How data synchronisation solutions architecture can deliver information to your audience faster, more securely, and more robustly
In this article we cover how Info Rhino adapted our software and third party software to automate content and data publication to our website for automated delivery to our audiences. Whilst we use our proprietary software to achieve many of these tasks, important plain to understand is how we work with thinking in terms of responsibilities to meet the needs of each individual client. So whilst we may offer this specific solution for your needs we can equally come up with the right solution for your organisation.
If you want to find out more about this service, feel free to contact us here.
Content management systems allow website designers and content managers to maintain information on fairly on small to medium sized websites. A bigger challenge with website content management is the need to move data between different media. For example most content starts out in Word documents, OneNote or other text editors, before being taken into CMS editor screens and configuration files for eventually appearing on the website.
Content is not just text, images, data, key files but document formats for different audiences.
The Internet is becoming more automated. Not only bots, AI language processing models are running against online content. Normally this data is structured, but a key element of data is timeliness.
Thinking about the Data Synchronisation process
We took a good look at the many technologies that exist for storing data. There are many different cloud storage providers, we have blockchain based data storage, we have APIs within cloud providers that can capture data to data lakes, container storage, to name but a few. The challenge with each option is the possibility that future versions of these technologies either won't exist or will be change their versions meaning there will be a need to upgrade code.
We took a look at our requirements for publishing data to our website platform for cryptocurrency data and analytics, the answer was relatively straight forward And even more to the point, cost effective.
High on the list of things to avoid is writing proprietary code that directly interfaces with third party cloud storage providers unless we need to.
Data risk assessment and Data Governance
There is a very real risk as legislation tightens and automation, coupled with AI, will lead to many more false positives when it comes to the posting of information on centralised information data stores.
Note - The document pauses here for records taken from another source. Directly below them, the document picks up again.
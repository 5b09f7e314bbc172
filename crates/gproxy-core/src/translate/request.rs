//! 4.F Request Translator: canonical request -> (url, headers, body).

use gproxy_common::{Engine, Provider};
use serde_json::{Map, Value};

use crate::canonical::CanonicalRequest;
use crate::vertex_oauth::{ServiceAccount, VertexOAuthError, VertexTokenCache};

#[derive(Debug, Clone)]
pub struct BuiltRequest {
    pub url: String,
    /// Ordered list rather than a map — engines care about case and the
    /// credential rotation picks one value per attempt, so there's no
    /// benefit to deduping by key here.
    pub headers: Vec<(String, String)>,
    pub body: Value,
}

#[derive(Debug, thiserror::Error)]
pub enum TranslateError {
    #[error("provider {provider:?} does not offer model {model:?}")]
    UnknownModel { provider: String, model: String },
    #[error("vertex config missing required field {0:?}")]
    MissingVertexConfig(&'static str),
    #[error("vertex service account credential is not valid JSON: {0}")]
    InvalidServiceAccount(String),
    #[error(transparent)]
    VertexOAuth(#[from] VertexOAuthError),
}

/// Builds the upstream call for one candidate. `attempt` is the dispatch
/// loop's 0-based attempt counter, used to rotate a multi-value `api_key`.
pub async fn build(
    canonical: &CanonicalRequest,
    engine: Engine,
    provider: &Provider,
    attempt: usize,
    oauth_client: &wreq::Client,
    vertex_tokens: &VertexTokenCache,
) -> Result<BuiltRequest, TranslateError> {
    let upstream_model = provider
        .upstream_model_id(&canonical.model)
        .ok_or_else(|| TranslateError::UnknownModel {
            provider: provider.provider.clone(),
            model: canonical.model.clone(),
        })?
        .to_string();

    match engine {
        Engine::Gpt | Engine::Openrouter => {
            let api_key = provider.api_key.pick(attempt).to_string();
            Ok(openai_style(canonical, provider, &upstream_model, &api_key))
        }
        Engine::Dalle => {
            let api_key = provider.api_key.pick(attempt).to_string();
            Ok(dalle(provider, &upstream_model, &api_key, &canonical.body))
        }
        Engine::Claude => {
            let api_key = provider.api_key.pick(attempt).to_string();
            Ok(claude(canonical, provider, &upstream_model, &api_key, None))
        }
        Engine::Gemini => {
            let api_key = provider.api_key.pick(attempt).to_string();
            Ok(gemini(canonical, provider, &upstream_model, &api_key, None))
        }
        Engine::Vertex | Engine::VertexClaude | Engine::VertexGemini => {
            let sa = parse_service_account(provider, attempt)?;
            let token = vertex_tokens.access_token(oauth_client, &sa).await?;
            let project = extra_str(provider, "project_id").ok_or(
                TranslateError::MissingVertexConfig("project_id"),
            )?;
            let region = extra_str(provider, "region").unwrap_or("us-central1");
            match engine {
                Engine::VertexClaude => Ok(claude(
                    canonical,
                    provider,
                    &upstream_model,
                    &token,
                    Some((project, region)),
                )),
                Engine::VertexGemini => Ok(gemini(
                    canonical,
                    provider,
                    &upstream_model,
                    &token,
                    Some((project, region)),
                )),
                _ => Ok(vertex_generic(&token, project, region, &upstream_model)),
            }
        }
    }
}

fn extra_str<'a>(provider: &'a Provider, key: &str) -> Option<&'a str> {
    provider.extra.get(key).and_then(Value::as_str)
}

fn parse_service_account(
    provider: &Provider,
    attempt: usize,
) -> Result<ServiceAccount, TranslateError> {
    let raw = provider.api_key.pick(attempt);
    serde_json::from_str(raw).map_err(|err| TranslateError::InvalidServiceAccount(err.to_string()))
}

fn openai_style(
    canonical: &CanonicalRequest,
    provider: &Provider,
    upstream_model: &str,
    api_key: &str,
) -> BuiltRequest {
    let mut body = canonical.body.clone();
    set_field(&mut body, "model", Value::String(upstream_model.to_string()));
    BuiltRequest {
        url: join(&provider.base_url, "/chat/completions"),
        headers: vec![
            ("authorization".to_string(), format!("Bearer {api_key}")),
            ("content-type".to_string(), "application/json".to_string()),
        ],
        body,
    }
}
use std::net::SocketAddr;
use std::time::Instant;

use axum::body::{Body, Bytes};
use axum::extract::{ConnectInfo, State};
use axum::http::{HeaderMap, StatusCode};
use axum::response::{IntoResponse, Response};
use axum::Json;
use futures_util::StreamExt;
use gproxy_core::{
    extract_bearer, parse_rate_limit, rate_limit_key, to_unary_response, verify_admin_api_key,
    verify_api_key, visible_models, CanonicalRequest, DispatchOutcome, GatewayError, UpstreamBody,
};
use gproxy_protocol::{ChatCompletionRequest, ImageGenerationRequest};
use rand::Rng;
use time::OffsetDateTime;

use crate::error::ApiError;
use crate::state::SharedState;

const API_KEY_CHARSET: &[u8] =
    b"ABCDEFGHIJKLMNOPQRSTUVWXYZabcdefghijklmnopqrstuvwxyz0123456789-_";
const DEFAULT_RATE_LIMIT: (u32, u64) = (60, 60);

pub const CHAT_PATH: &str = "/v1/chat/completions";
pub const CHAT_PATH_LEGACY: &str = "/uni/v1/chat/completions";
pub const IMAGES_PATH: &str = "/v1/images/generations";
pub const IMAGES_PATH_LEGACY: &str = "/uni/v1/images/generations";

fn bearer(headers: &HeaderMap) -> Option<&str> {
    extract_bearer(headers.get(axum::http::header::AUTHORIZATION).and_then(|v| v.to_str().ok()))
}

fn client_ip(addr: &SocketAddr) -> String {
    addr.ip().to_string()
}

pub async fn chat_completions(
    state: State<SharedState>,
    connect_info: ConnectInfo<SocketAddr>,
    headers: HeaderMap,
    body: Bytes,
) -> Response {
    dispatch_chat(state.0, connect_info.0, &headers, CHAT_PATH, &body).await
}

pub async fn chat_completions_legacy(
    state: State<SharedState>,
    connect_info: ConnectInfo<SocketAddr>,
    headers: HeaderMap,
    body: Bytes,
) -> Response {
    dispatch_chat(state.0, connect_info.0, &headers, CHAT_PATH_LEGACY, &body).await
}

/// Shared body for both the canonical and legacy (`/uni/v1/...`) mirrors
/// (SPEC_FULL.md §11 "legacy path mirror").
async fn dispatch_chat(
    state: SharedState,
    addr: SocketAddr,
    headers: &HeaderMap,
    path: &'static str,
    body: &[u8],
) -> Response {
    let start = Instant::now();
    let arrival = OffsetDateTime::now_utc();
    let ip = client_ip(&addr);

    let result = handle_chat(&state, headers, path, &ip, body).await;
    state.stats.record_request("POST", path, &ip, start.elapsed(), arrival);

    match result {
        Ok(response) => response,
        Err(err) => ApiError::from(err).into_response(),
    }
}

async fn handle_chat(
    state: &SharedState,
    headers: &HeaderMap,
    path: &str,
    ip: &str,
    body: &[u8],
) -> Result<Response, GatewayError> {
    let token = bearer(headers).ok_or(GatewayError::AuthInvalid)?;
    let token = verify_api_key(&state.config, token)?.to_string();
    enforce_rate_limit(state, Some(&token), ip)?;

    let request: ChatCompletionRequest =
        serde_json::from_slice(body).map_err(|_| GatewayError::NoMatchingModel)?;
    let model_alias = request.model.clone();
    let canonical = CanonicalRequest::chat(&request, path);

    let outcome = state
        .dispatcher
        .request_model(&canonical, &token, &state.config, &state.upstream, &state.stats)
        .await?;

    Ok(render_outcome(outcome, &model_alias))
}

pub async fn images_generations(
    state: State<SharedState>,
    connect_info: ConnectInfo<SocketAddr>,
    headers: HeaderMap,
    body: Bytes,
) -> Response {
    dispatch_images(state.0, connect_info.0, &headers, IMAGES_PATH, &body).await
}

pub async fn images_generations_legacy(
    state: State<SharedState>,
    connect_info: ConnectInfo<SocketAddr>,
    headers: HeaderMap,
    body: Bytes,
) -> Response {
    dispatch_images(state.0, connect_info.0, &headers, IMAGES_PATH_LEGACY, &body).await
}

async fn dispatch_images(
    state: SharedState,
    addr: SocketAddr,
    headers: &HeaderMap,
    path: &'static str,
    body: &[u8],
) -> Response {
    let start = Instant::now();
    let arrival = OffsetDateTime::now_utc();
    let ip = client_ip(&addr);

    let result = handle_images(&state, headers, path, &ip, body).await;
    state.stats.record_request("POST", path, &ip, start.elapsed(), arrival);

    match result {
        Ok(response) => response,
        Err(err) => ApiError::from(err).into_response(),
    }
}

async fn handle_images(
    state: &SharedState,
    headers: &HeaderMap,
    path: &str,
    ip: &str,
    body: &[u8],
) -> Result<Response, GatewayError> {
    let token = bearer(headers).ok_or(GatewayError::AuthInvalid)?;
    let token = verify_api_key(&state.config, token)?.to_string();
    enforce_rate_limit(state, Some(&token), ip)?;

    let request: ImageGenerationRequest =
        serde_json::from_slice(body).map_err(|_| GatewayError::NoMatchingModel)?;
    let model_alias = request.model.clone().ok_or(GatewayError::NoMatchingModel)?;
    let canonical = CanonicalRequest::image(&request, model_alias.clone(), path);

    let outcome = state
        .dispatcher
        .request_model(&canonical, &token, &state.config, &state.upstream, &state.stats)
        .await?;

    Ok(render_outcome(outcome, &model_alias))
}

/// Builds the HTTP response from a successful dispatch: an SSE stream piped
/// through the Response Translator's per-engine state machine, or a single
/// JSON body, matching spec.md §4.G's unary/streaming split.
fn render_outcome(outcome: DispatchOutcome, model_alias: &str) -> Response {
    if !outcome.stream {
        let body = match outcome.body {
            UpstreamBody::Buffered(bytes) => bytes,
            // The translator only asked for a stream when canonical.stream
            // was true; a non-stream outcome never carries a pull stream.
            UpstreamBody::Stream(_) => {
                return ApiError::from(GatewayError::ProviderFailed).into_response();
            }
        };
        let raw: serde_json::Value = serde_json::from_slice(&body).unwrap_or(serde_json::Value::Null);
        let canonical_body =
            to_unary_response(outcome.engine, model_alias, &raw).unwrap_or(serde_json::Value::Null);
        return (StatusCode::OK, Json(canonical_body)).into_response();
    }

    let mut sse_state = outcome.new_sse_state(model_alias);
    let byte_stream = match outcome.body {
        UpstreamBody::Stream(stream) => stream,
        UpstreamBody::Buffered(bytes) => {
            Box::pin(futures_util::stream::once(async move {
                Ok::<_, gproxy_core::UpstreamError>(bytes)
            }))
        }
    };

    let mut parser = gproxy_protocol::SseParser::new();
    let lines = byte_stream.flat_map(move |chunk| {
        let events = match chunk {
            Ok(bytes) => parser.push_bytes(&bytes),
            Err(_) => Vec::new(),
        };
        let rendered: Vec<std::io::Result<Bytes>> = events
            .iter()
            .filter_map(|event| sse_state.transform_event(event))
            .map(|line| Ok(Bytes::from(line)))
            .collect();
        futures_util::stream::iter(rendered)
    });
    let terminated = lines.chain(futures_util::stream::once(async {
        Ok(Bytes::from(gproxy_core::ResponseStream::done_line()))
    }));

    Response::builder()
        .status(StatusCode::OK)
        .header("content-type", "text/event-stream")
        .header("cache-control", "no-cache")
        .body(Body::from_stream(terminated))
        .unwrap_or_else(|_| ApiError::from(GatewayError::ProviderFailed).into_response())
}

/// Applies to every route (spec.md §6 states the rule with no per-route
/// exclusion; `examples/original_source/main.py` attaches
/// `rate_limit_dependency` to `/generate-api-key` and `/stats` alongside the
/// dispatch routes). `token` is `None` where no verified token exists yet
/// (`/generate-api-key`), which falls back to the default limit and keys
/// purely on IP.
fn enforce_rate_limit(state: &SharedState, token: Option<&str>, ip: &str) -> Result<(), GatewayError> {
    let (limit, window) = token
        .and_then(|token| state.config.record_for_token(token))
        .and_then(|rec| rec.preferences.rate_limit.as_deref())
        .and_then(|raw| parse_rate_limit(raw).ok())
        .unwrap_or(DEFAULT_RATE_LIMIT);

    let key = rate_limit_key(ip, token);
    if state.rate_limiter.is_rate_limited(&key, limit, window) {
        return Err(GatewayError::RateLimited);
    }
    Ok(())
}

/// `/v1/models`: visibility reuses the resolver's Stage 1 rule expansion
/// (SPEC_FULL.md §11) rather than a separate listing path. Instrumented like
/// any other non-excluded endpoint (spec.md §4.B records every request
/// except `/stats` and `/generate-api-key`).
pub async fn list_models(
    state: State<SharedState>,
    connect_info: ConnectInfo<SocketAddr>,
    path: axum::extract::OriginalUri,
    headers: HeaderMap,
) -> Response {
    let start = Instant::now();
    let arrival = OffsetDateTime::now_utc();
    let ip = client_ip(&connect_info.0);

    let result = handle_list_models(&state.0, &headers).await;
    state
        .0
        .stats
        .record_request("GET", path.0.path(), &ip, start.elapsed(), arrival);

    match result {
        Ok(response) => response,
        Err(err) => ApiError::from(err).into_response(),
    }
}

async fn handle_list_models(state: &SharedState, headers: &HeaderMap) -> Result<Response, GatewayError> {
    let token = bearer(headers).ok_or(GatewayError::AuthInvalid)?;
    let token = verify_api_key(&state.config, token)?;
    let models = visible_models(&state.config, token);
    Ok(Json(serde_json::json!({
        "object": "list",
        "data": models.into_iter().map(|id| serde_json::json!({"id": id, "object": "model"})).collect::<Vec<_>>(),
    }))
    .into_response())
}

pub async fn generate_api_key(
    State(state): State<SharedState>,
    ConnectInfo(addr): ConnectInfo<SocketAddr>,
) -> Result<Json<serde_json::Value>, ApiError> {
    let ip = client_ip(&addr);
    enforce_rate_limit(&state, None, &ip)?;

    let mut rng = rand::rng();
    let suffix: String = (0..48)
        .map(|_| API_KEY_CHARSET[rng.random_range(0..API_KEY_CHARSET.len())] as char)
        .collect();
    Ok(Json(serde_json::json!({ "api_key": format!("sk-{suffix}") })))
}

pub async fn admin_stats(
    State(state): State<SharedState>,
    ConnectInfo(addr): ConnectInfo<SocketAddr>,
    headers: HeaderMap,
) -> Result<Json<serde_json::Value>, ApiError> {
    let token = bearer(&headers).ok_or(GatewayError::AuthInvalid)?;
    verify_admin_api_key(&state.config, token)?;
    enforce_rate_limit(&state, Some(token), &client_ip(&addr))?;
    let snapshot = state.stats.snapshot();
    Ok(Json(serde_json::to_value(snapshot).unwrap_or(serde_json::Value::Null)))
}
Honest actors can find themselves having significant challenges when working with cloud storage providers. We think there are so many excellent blockchain based providers but keeping this a lot simpler why not have synchronisation between your content and your website.
How we have solved our needs for data synchronisation and how you may can benefit by working with our technologies
We cannot eliminate manual process altogether and neither should we. Developing front ends for content management systems is an expensive process ever point and often over the top. Most times we are just taking information from one format and putting it into a system of another.
Our systems have been improving. We look at structured data, and where possible, bring it into reporting solutions whereby users can access that information through dashboards and other front end solutions. We think more in terms of whether the data can be automatically bought into a website.
Ad-hoc and Schedule
Periodic and Scheduled onboarding of data. We added the ability to have a time schedule to discover data, and to be notified of changes.
Once data is known of, it should be made available in the right format to the right audience. Our Web Data Platform has a report manager and other data aware solutions within it that knows how and where to present this information.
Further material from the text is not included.